EXERCISE PROMPT »
Without further comment, state how many lines in the listing below contain the word "capacity".

WORKING DATA »
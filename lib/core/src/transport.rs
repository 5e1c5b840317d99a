//! Message transport collaborator contract.
//!
//! The registry never talks to the chat platform itself. Outbound sends and
//! deletes go through this trait, so the reaper can be exercised without a
//! live channel.

use async_trait::async_trait;
use std::fmt;

/// Result of asking the transport to delete a message.
#[derive(Debug, Clone, Copy, PartialEq, Eq)]
pub enum DeleteOutcome {
    /// The message was deleted.
    Deleted,
    /// The platform reported the message as not found.
    AlreadyGone,
}

/// Errors from message transport operations.
#[derive(Debug, Clone, PartialEq, Eq)]
pub enum TransportError {
    /// Could not obtain credentials for the platform.
    Authentication { details: String },
    /// The request did not complete.
    Request { details: String },
    /// The platform answered with a non-success status.
    Rejected { status: u16, body: String },
    /// A send succeeded but the platform did not return a message id.
    MissingMessageId,
}

impl fmt::Display for TransportError {
    fn fmt(&self, f: &mut fmt::Formatter<'_>) -> fmt::Result {
        match self {
            Self::Authentication { details } => {
                write!(f, "transport authentication failed: {details}")
            }
            Self::Request { details } => write!(f, "transport request failed: {details}"),
            Self::Rejected { status, body } => {
                write!(f, "transport rejected request with status {status}: {body}")
            }
            Self::MissingMessageId => write!(f, "transport response carried no message id"),
        }
    }
}

impl std::error::Error for TransportError {}

/// Outbound messaging operations the core depends on.
#[async_trait]
pub trait MessageTransport: Send + Sync {
    /// Deletes a previously sent message.
    async fn delete_message(
        &self,
        conversation_id: &str,
        message_id: &str,
    ) -> Result<DeleteOutcome, TransportError>;

    /// Opens a 1:1 conversation with a user and posts `content` to it.
    ///
    /// Returns the platform id of the posted message.
    async fn send_private_message(
        &self,
        tenant_id: &str,
        platform_user_id: &str,
        content: &str,
    ) -> Result<String, TransportError>;
}
//! Dedup-gated identity writes.

use crate::dedup::LeastRecentlySeen;
use crate::error::RegistryError;
use crate::registry::Registry;
use notiteams_core::{IdentityMapping, Result};
use std::sync::Arc;
use tracing::{debug, instrument, warn};

/// Outcome of recording one identity mapping.
#[derive(Debug, Clone, Copy, PartialEq, Eq)]
pub enum RecordOutcome {
    /// The mapping was upserted.
    Written,
    /// The exact mapping was seen recently; no write was issued.
    Skipped,
}

/// Totals for a batch of identity mappings.
#[derive(Debug, Clone, Copy, Default, PartialEq, Eq)]
pub struct RecordSummary {
    /// Mappings upserted.
    pub written: usize,
    /// Mappings suppressed by the dedup cache.
    pub skipped: usize,
    /// Mappings whose upsert failed.
    pub failed: usize,
}

/// Writes identity mappings through a dedup cache.
///
/// Inbound events repeat the same identities constantly; the cache keeps
/// those repeats away from the database. Because the upsert is idempotent,
/// a cache miss only ever costs one redundant write.
pub struct IdentityRecorder {
    registry: Arc<dyn Registry>,
    seen: LeastRecentlySeen<IdentityMapping>,
}

impl IdentityRecorder {
    /// Creates a recorder with a dedup cache of `capacity` mappings.
    #[must_use]
    pub fn new(registry: Arc<dyn Registry>, capacity: usize) -> Self {
        Self {
            registry,
            seen: LeastRecentlySeen::new(capacity),
        }
    }

    /// Upserts `mapping` unless it was recorded recently.
    ///
    /// A failed upsert is forgotten by the cache so the next sighting
    /// retries it.
    #[instrument(skip(self, mapping), fields(external_id = %mapping.external_id))]
    pub async fn record(&self, mapping: &IdentityMapping) -> Result<RecordOutcome, RegistryError> {
        if self.seen.look_and_remember(mapping) {
            debug!("identity already saved");
            return Ok(RecordOutcome::Skipped);
        }

        if let Err(report) = self.registry.upsert_identity(mapping).await {
            self.seen.forget(mapping);
            return Err(report);
        }
        Ok(RecordOutcome::Written)
    }

    /// Records every mapping, isolating failures.
    ///
    /// A failed upsert is logged and counted; the remaining mappings are
    /// still recorded.
    pub async fn record_all<'a, I>(&self, mappings: I) -> RecordSummary
    where
        I: IntoIterator<Item = &'a IdentityMapping>,
    {
        let mut summary = RecordSummary::default();
        for mapping in mappings {
            match self.record(mapping).await {
                Ok(RecordOutcome::Written) => summary.written += 1,
                Ok(RecordOutcome::Skipped) => summary.skipped += 1,
                Err(report) => {
                    warn!(
                        external_id = %mapping.external_id,
                        error = %report,
                        "failed to save identity"
                    );
                    summary.failed += 1;
                }
            }
        }
        summary
    }
}
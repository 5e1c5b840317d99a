//! Core domain types for notiteams.
//!
//! This crate provides the records kept by the registry, their surrogate
//! ids, and the contracts of the external collaborators (message transport
//! and directory lookup).

pub mod conversation;
pub mod deletion;
pub mod directory;
pub mod error;
pub mod id;
pub mod identity;
pub mod transport;

pub use conversation::{
    ConversationKey, ConversationReference, ConversationToken, DEFAULT_TOKEN_DESCRIPTION,
    IssuanceState, TokenRecord, TokenRequest,
};
pub use deletion::DeletionEntry;
pub use directory::{DirectoryError, DirectoryLookup, DirectoryMember};
pub use error::Result;
pub use id::{ConversationReferenceId, ConversationTokenId, DeletionEntryId, ParseIdError};
pub use identity::IdentityMapping;
pub use transport::{DeleteOutcome, MessageTransport, TransportError};
//! Postgres-backed registry.
//!
//! The registry owns its connection pool: [`PgRegistry::connect`] creates it,
//! [`Registry::shutdown`] closes it. Every operation draws one connection
//! from the pool for its duration; transactions roll back when dropped, so
//! the connection is returned on error paths too.

use crate::config::DatabaseConfig;
use crate::error::RegistryError;
use crate::registry::Registry;
use async_trait::async_trait;
use chrono::{DateTime, Utc};
use notiteams_core::{
    ConversationKey, ConversationReference, ConversationReferenceId, ConversationToken,
    ConversationTokenId, DEFAULT_TOKEN_DESCRIPTION, DeletionEntry, DeletionEntryId,
    IdentityMapping, IssuanceState, ParseIdError, Result, TokenRequest,
};
use sqlx::migrate::Migrator;
use sqlx::postgres::{PgConnectOptions, PgPoolOptions};
use sqlx::{FromRow, PgConnection, PgPool};
use std::str::FromStr;
use std::time::Duration;
use tracing::{debug, info, instrument, warn};

/// Embedded schema migrations.
pub static MIGRATOR: Migrator = sqlx::migrate!("./migrations");

/// Registry backed by a bounded Postgres connection pool.
#[derive(Debug, Clone)]
pub struct PgRegistry {
    pool: PgPool,
}

impl PgRegistry {
    /// Creates the connection pool.
    ///
    /// # Errors
    ///
    /// Returns a connectivity error if the URL is invalid or the database
    /// cannot be reached.
    pub async fn connect(database_url: &str, config: &DatabaseConfig) -> Result<Self, RegistryError> {
        let options = PgConnectOptions::from_str(database_url)
            .map_err(db_err("connect"))?
            .application_name(&config.application_name);

        info!(
            max_connections = config.max_connections,
            "creating database connection pool"
        );
        let pool = PgPoolOptions::new()
            .max_connections(config.max_connections)
            .acquire_timeout(config.acquire_timeout())
            .connect_with(options)
            .await
            .map_err(db_err("connect"))?;

        Ok(Self { pool })
    }

    /// Wraps an existing pool.
    #[must_use]
    pub fn from_pool(pool: PgPool) -> Self {
        Self { pool }
    }

    /// Applies the embedded migrations.
    pub async fn migrate(&self) -> Result<(), RegistryError> {
        info!("running database migrations");
        MIGRATOR
            .run(&self.pool)
            .await
            .map_err(|e| RegistryError::Query {
                operation: "migrate",
                details: e.to_string(),
            })?;
        Ok(())
    }

    /// Returns the underlying pool.
    #[must_use]
    pub fn pool(&self) -> &PgPool {
        &self.pool
    }
}

fn db_err(operation: &'static str) -> impl Fn(sqlx::Error) -> RegistryError {
    move |e| RegistryError::from_sqlx(operation, &e)
}

fn decode_id<T>(raw: &str) -> std::result::Result<T, sqlx::Error>
where
    T: FromStr<Err = ParseIdError>,
{
    T::from_str(raw).map_err(|e| sqlx::Error::Decode(Box::new(e)))
}

/// Row type for identity mapping queries.
#[derive(FromRow)]
struct IdentityRow {
    external_id: String,
    tenant_id: String,
    platform_user_id: String,
    name: Option<String>,
}

impl From<IdentityRow> for IdentityMapping {
    fn from(row: IdentityRow) -> Self {
        IdentityMapping {
            external_id: row.external_id,
            tenant_id: row.tenant_id,
            platform_user_id: row.platform_user_id,
            name: row.name,
        }
    }
}

/// A reference joined with its earliest token, if any.
#[derive(FromRow)]
struct IssuanceRow {
    reference_id: String,
    token: Option<String>,
}

/// Row type for conversation reference queries.
#[derive(FromRow)]
struct ReferenceRow {
    id: String,
    tenant_id: String,
    conversation_id: String,
    requester_id: String,
    serialized_reference: String,
    serialized_activity: String,
    created_at: DateTime<Utc>,
}

impl ReferenceRow {
    fn try_into_reference(self) -> std::result::Result<ConversationReference, sqlx::Error> {
        Ok(ConversationReference {
            id: decode_id(&self.id)?,
            key: ConversationKey::new(self.tenant_id, self.conversation_id, self.requester_id),
            serialized_reference: self.serialized_reference,
            serialized_activity: self.serialized_activity,
            created_at: self.created_at,
        })
    }
}

/// Row type for deferred deletion queries.
#[derive(FromRow)]
struct DeletionRow {
    id: String,
    conversation_id: String,
    message_id: String,
    created_at: DateTime<Utc>,
}

impl DeletionRow {
    fn try_into_entry(self) -> std::result::Result<DeletionEntry, sqlx::Error> {
        Ok(DeletionEntry {
            id: decode_id(&self.id)?,
            conversation_id: self.conversation_id,
            message_id: self.message_id,
            created_at: self.created_at,
        })
    }
}

/// Reads the reference for `key` and its earliest token.
async fn lookup_issuance_state(
    conn: &mut PgConnection,
    key: &ConversationKey,
) -> std::result::Result<IssuanceState, sqlx::Error> {
    let row: Option<IssuanceRow> = sqlx::query_as(
        r#"
        SELECT cr.id AS reference_id, ct.token
        FROM conversation_reference cr
        LEFT JOIN conversation_token ct ON ct.conversation_reference_id = cr.id
        WHERE cr.tenant_id = $1 AND cr.conversation_id = $2 AND cr.requester_id = $3
        ORDER BY ct.created_at ASC NULLS LAST, ct.id ASC
        LIMIT 1
        "#,
    )
    .bind(&key.tenant_id)
    .bind(&key.conversation_id)
    .bind(&key.requester_id)
    .fetch_optional(&mut *conn)
    .await?;

    let lookup = match row {
        Some(r) => Some((
            decode_id::<ConversationReferenceId>(&r.reference_id)?,
            r.token.map(ConversationToken::from),
        )),
        None => None,
    };
    Ok(IssuanceState::from_lookup(lookup))
}

/// Inserts a reference under the triple's uniqueness constraint.
///
/// Returns `None` when a concurrent caller already holds the triple.
async fn insert_reference(
    conn: &mut PgConnection,
    request: &TokenRequest,
) -> std::result::Result<Option<ConversationReferenceId>, sqlx::Error> {
    let id = ConversationReferenceId::new();
    let inserted: Option<(String,)> = sqlx::query_as(
        r#"
        INSERT INTO conversation_reference
            (id, tenant_id, conversation_id, requester_id,
             serialized_reference, serialized_activity)
        VALUES ($1, $2, $3, $4, $5, $6)
        ON CONFLICT (tenant_id, conversation_id, requester_id) DO NOTHING
        RETURNING id
        "#,
    )
    .bind(id.to_string())
    .bind(&request.key.tenant_id)
    .bind(&request.key.conversation_id)
    .bind(&request.key.requester_id)
    .bind(&request.serialized_reference)
    .bind(&request.serialized_activity)
    .fetch_optional(&mut *conn)
    .await?;

    Ok(inserted.map(|_| id))
}

async fn insert_token(
    conn: &mut PgConnection,
    reference_id: ConversationReferenceId,
) -> std::result::Result<Option<ConversationToken>, sqlx::Error> {
    let token_id = ConversationTokenId::new();
    let row: Option<(String,)> = sqlx::query_as(
        r#"
        INSERT INTO conversation_token (id, conversation_reference_id, token, description)
        VALUES ($1, $2, $3, $4)
        RETURNING token
        "#,
    )
    .bind(token_id.to_string())
    .bind(reference_id.to_string())
    .bind(ConversationToken::generate().as_str())
    .bind(DEFAULT_TOKEN_DESCRIPTION)
    .fetch_optional(&mut *conn)
    .await?;

    if row.is_some() {
        debug!(%token_id, %reference_id, "attached new token");
    }
    Ok(row.map(|(token,)| ConversationToken::from(token)))
}

#[async_trait]
impl Registry for PgRegistry {
    #[instrument(skip(self, mapping), fields(external_id = %mapping.external_id))]
    async fn upsert_identity(&self, mapping: &IdentityMapping) -> Result<(), RegistryError> {
        sqlx::query(
            r#"
            INSERT INTO identity_mapping (external_id, tenant_id, platform_user_id, name, updated_at)
            VALUES ($1, $2, $3, $4, NOW())
            ON CONFLICT (external_id) DO UPDATE
            SET tenant_id = EXCLUDED.tenant_id,
                platform_user_id = EXCLUDED.platform_user_id,
                name = COALESCE(EXCLUDED.name, identity_mapping.name),
                updated_at = NOW()
            "#,
        )
        .bind(&mapping.external_id)
        .bind(&mapping.tenant_id)
        .bind(&mapping.platform_user_id)
        .bind(&mapping.name)
        .execute(&self.pool)
        .await
        .map_err(db_err("upsert_identity"))?;

        debug!("identity saved");
        Ok(())
    }

    async fn find_identity(
        &self,
        external_id: &str,
    ) -> Result<Option<IdentityMapping>, RegistryError> {
        let row: Option<IdentityRow> = sqlx::query_as(
            r#"
            SELECT external_id, tenant_id, platform_user_id, name
            FROM identity_mapping
            WHERE external_id = $1
            "#,
        )
        .bind(external_id)
        .fetch_optional(&self.pool)
        .await
        .map_err(db_err("find_identity"))?;

        Ok(row.map(IdentityMapping::from))
    }

    #[instrument(skip(self, request), fields(key = %request.key))]
    async fn get_or_create_token(
        &self,
        request: &TokenRequest,
    ) -> Result<ConversationToken, RegistryError> {
        const OP: &str = "get_or_create_token";

        let mut tx = self.pool.begin().await.map_err(db_err(OP))?;

        let state = lookup_issuance_state(&mut tx, &request.key)
            .await
            .map_err(db_err(OP))?;
        debug!(state = state.as_str(), "resolved issuance state");

        let reference_id = match state {
            IssuanceState::HasToken { token, .. } => {
                tx.commit().await.map_err(db_err(OP))?;
                return Ok(token);
            }
            IssuanceState::ReferenceNoToken { reference_id } => reference_id,
            IssuanceState::NoReference => {
                match insert_reference(&mut tx, request).await.map_err(db_err(OP))? {
                    Some(reference_id) => reference_id,
                    None => {
                        // Lost the insert race. Under READ COMMITTED the next
                        // statement sees the winner's committed row.
                        debug!("reference created concurrently, re-selecting");
                        match lookup_issuance_state(&mut tx, &request.key)
                            .await
                            .map_err(db_err(OP))?
                        {
                            IssuanceState::HasToken { token, .. } => {
                                tx.commit().await.map_err(db_err(OP))?;
                                return Ok(token);
                            }
                            IssuanceState::ReferenceNoToken { reference_id } => reference_id,
                            IssuanceState::NoReference => {
                                return Err(RegistryError::InvariantViolation {
                                    details: format!(
                                        "conversation reference for {} conflicted but is not visible",
                                        request.key
                                    ),
                                }
                                .into());
                            }
                        }
                    }
                }
            }
        };

        let token = insert_token(&mut tx, reference_id)
            .await
            .map_err(db_err(OP))?
            .ok_or_else(|| RegistryError::InvariantViolation {
                details: format!("token row for reference {reference_id} was not returned"),
            })?;

        tx.commit().await.map_err(db_err(OP))?;
        Ok(token)
    }

    async fn resolve_token(
        &self,
        token: &str,
    ) -> Result<Option<ConversationReference>, RegistryError> {
        let row: Option<ReferenceRow> = sqlx::query_as(
            r#"
            SELECT cr.id, cr.tenant_id, cr.conversation_id, cr.requester_id,
                   cr.serialized_reference, cr.serialized_activity, cr.created_at
            FROM conversation_token ct
            JOIN conversation_reference cr ON cr.id = ct.conversation_reference_id
            WHERE ct.token = $1
            "#,
        )
        .bind(token)
        .fetch_optional(&self.pool)
        .await
        .map_err(db_err("resolve_token"))?;

        match row {
            Some(r) => Ok(Some(
                r.try_into_reference().map_err(db_err("resolve_token"))?,
            )),
            None => Ok(None),
        }
    }

    #[instrument(skip(self))]
    async fn schedule_deletion(
        &self,
        conversation_id: &str,
        message_id: &str,
    ) -> Result<DeletionEntryId, RegistryError> {
        let id = DeletionEntryId::new();
        sqlx::query(
            r#"
            INSERT INTO deferred_deletion (id, conversation_id, message_id)
            VALUES ($1, $2, $3)
            "#,
        )
        .bind(id.to_string())
        .bind(conversation_id)
        .bind(message_id)
        .execute(&self.pool)
        .await
        .map_err(db_err("schedule_deletion"))?;

        Ok(id)
    }

    async fn sweep_expired(&self, max_age: Duration) -> Result<Vec<DeletionEntry>, RegistryError> {
        let rows: Vec<DeletionRow> = sqlx::query_as(
            r#"
            SELECT id, conversation_id, message_id, created_at
            FROM deferred_deletion
            WHERE created_at < NOW() - make_interval(secs => $1)
            ORDER BY created_at ASC, id ASC
            "#,
        )
        .bind(max_age.as_secs_f64())
        .fetch_all(&self.pool)
        .await
        .map_err(db_err("sweep_expired"))?;

        rows.into_iter()
            .map(|r| r.try_into_entry().map_err(db_err("sweep_expired")))
            .collect::<std::result::Result<Vec<_>, _>>()
            .map_err(Into::into)
    }

    async fn delete_entry(&self, id: DeletionEntryId) -> Result<(), RegistryError> {
        sqlx::query(
            r#"
            DELETE FROM deferred_deletion
            WHERE id = $1
            "#,
        )
        .bind(id.to_string())
        .execute(&self.pool)
        .await
        .map_err(db_err("delete_entry"))?;

        Ok(())
    }

    async fn health_check(&self) -> bool {
        let result: std::result::Result<Option<i32>, sqlx::Error> =
            sqlx::query_scalar("SELECT 1 FROM conversation_reference LIMIT 1")
                .fetch_optional(&self.pool)
                .await;

        match result {
            Ok(_) => true,
            Err(e) => {
                warn!(error = %e, "health check failed");
                false
            }
        }
    }

    async fn shutdown(&self) {
        info!("closing database connection pool");
        self.pool.close().await;
    }
}
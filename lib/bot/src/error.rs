//! Error types for the bot crate.

use notiteams_core::TransportError;
use std::fmt;

/// Errors from handling an activity.
#[derive(Debug, Clone, PartialEq, Eq)]
pub enum BotError {
    /// A registry operation failed.
    Registry { details: String },
    /// Sending the token to the requester failed.
    Delivery(TransportError),
    /// The activity could not be serialized for storage.
    Serialization { details: String },
}

impl fmt::Display for BotError {
    fn fmt(&self, f: &mut fmt::Formatter<'_>) -> fmt::Result {
        match self {
            Self::Registry { details } => write!(f, "registry operation failed: {details}"),
            Self::Delivery(err) => write!(f, "token delivery failed: {err}"),
            Self::Serialization { details } => {
                write!(f, "activity serialization failed: {details}")
            }
        }
    }
}

impl std::error::Error for BotError {}
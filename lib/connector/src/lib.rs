//! Bot Framework REST connector for notiteams.
//!
//! Implements [`MessageTransport`](notiteams_core::MessageTransport) against
//! the Bot Connector service: deleting activities, and opening a 1:1
//! conversation to post a private message. Requests are authorized with an
//! app-only access token obtained through the OAuth2 client-credentials
//! grant and cached until shortly before it expires.

pub mod auth;
pub mod config;
pub mod connector;
mod wire;

pub use auth::{AccessToken, ClientCredentials, TokenSource};
pub use config::ConnectorConfig;
pub use connector::BotConnector;
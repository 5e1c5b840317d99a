//! Read-only directory lookup contract.
//!
//! Used by the conversational layer to describe a conversation to the user.
//! The registry does not depend on it.

use async_trait::async_trait;
use std::fmt;

/// A member of a chat as reported by the directory.
#[derive(Debug, Clone, PartialEq, Eq)]
pub struct DirectoryMember {
    /// External directory id, when known.
    pub external_id: Option<String>,
    /// Display name, when known.
    pub display_name: Option<String>,
}

/// Errors from directory lookups.
#[derive(Debug, Clone, PartialEq, Eq)]
pub enum DirectoryError {
    /// The lookup failed.
    LookupFailed { details: String },
}

impl fmt::Display for DirectoryError {
    fn fmt(&self, f: &mut fmt::Formatter<'_>) -> fmt::Result {
        match self {
            Self::LookupFailed { details } => write!(f, "directory lookup failed: {details}"),
        }
    }
}

impl std::error::Error for DirectoryError {}

/// Directory queries used to enrich display text.
#[async_trait]
pub trait DirectoryLookup: Send + Sync {
    /// Lists the members of a chat.
    async fn chat_members(&self, chat_id: &str) -> Result<Vec<DirectoryMember>, DirectoryError>;

    /// Returns the display name of a team.
    async fn team_name(&self, team_id: &str) -> Result<Option<String>, DirectoryError>;
}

OUTPUT OF THE TASK »
3